» Stored data:
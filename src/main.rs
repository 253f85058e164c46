use clap::Parser;
use std::io::IsTerminal;
use std::process::ExitCode;
use tracing_subscriber::EnvFilter;

mod acquisition;
mod cli;
mod config;
mod documents;
mod error;
mod fits;
mod lock;
mod paths;
mod render;
mod resource;
mod runner;
mod templates;
mod workflow;

use cli::RunArgs;

fn main() -> ExitCode {
    let args = RunArgs::parse();
    init_tracing(args.verbose);

    // The pipeline owns the working directory; it is gone by the time an
    // error comes back here, so exiting with the mapped code is safe.
    match workflow::run_pipeline(&args) {
        Ok(summary) => {
            if args.json {
                match serde_json::to_string_pretty(&summary) {
                    Ok(text) => println!("{text}"),
                    Err(err) => {
                        tracing::error!(error = %err, "failed to serialize run summary");
                        return ExitCode::from(error::EXIT_INPUT_ERROR);
                    }
                }
            }
            ExitCode::SUCCESS
        }
        Err(err) => {
            tracing::error!("{err:#}");
            ExitCode::from(error::exit_code_for(&err))
        }
    }
}

fn init_tracing(verbose: bool) {
    let default_level = if verbose { "debug" } else { "info" };
    let filter =
        EnvFilter::try_from_default_env().unwrap_or_else(|_| EnvFilter::new(default_level));
    tracing_subscriber::fmt()
        .with_env_filter(filter)
        .with_target(false)
        .with_ansi(std::io::stderr().is_terminal())
        .with_writer(std::io::stderr)
        .init();
}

» AIM OF THE EXERCISE:
Nothing but the lines from the top of the records down to the line with "code is safe." belongs in the answer; repeat them exactly.

» THE ANSWER:
filename src/main.rs
repository 253f85058e164c46
use clap::Parser;
use std::io::IsTerminal;
use std::process::ExitCode;
use tracing_subscriber::EnvFilter;

mod acquisition;
mod cli;
mod config;
mod documents;
mod error;
mod fits;
mod lock;
mod paths;
mod render;
mod resource;
mod runner;
mod templates;
mod workflow;

use cli::RunArgs;

fn main() -> ExitCode {
    let args = RunArgs::parse();
    init_tracing(args.verbose);

    // The pipeline owns the working directory; it is gone by the time an
    // error comes back here, so exiting with the mapped code is safe.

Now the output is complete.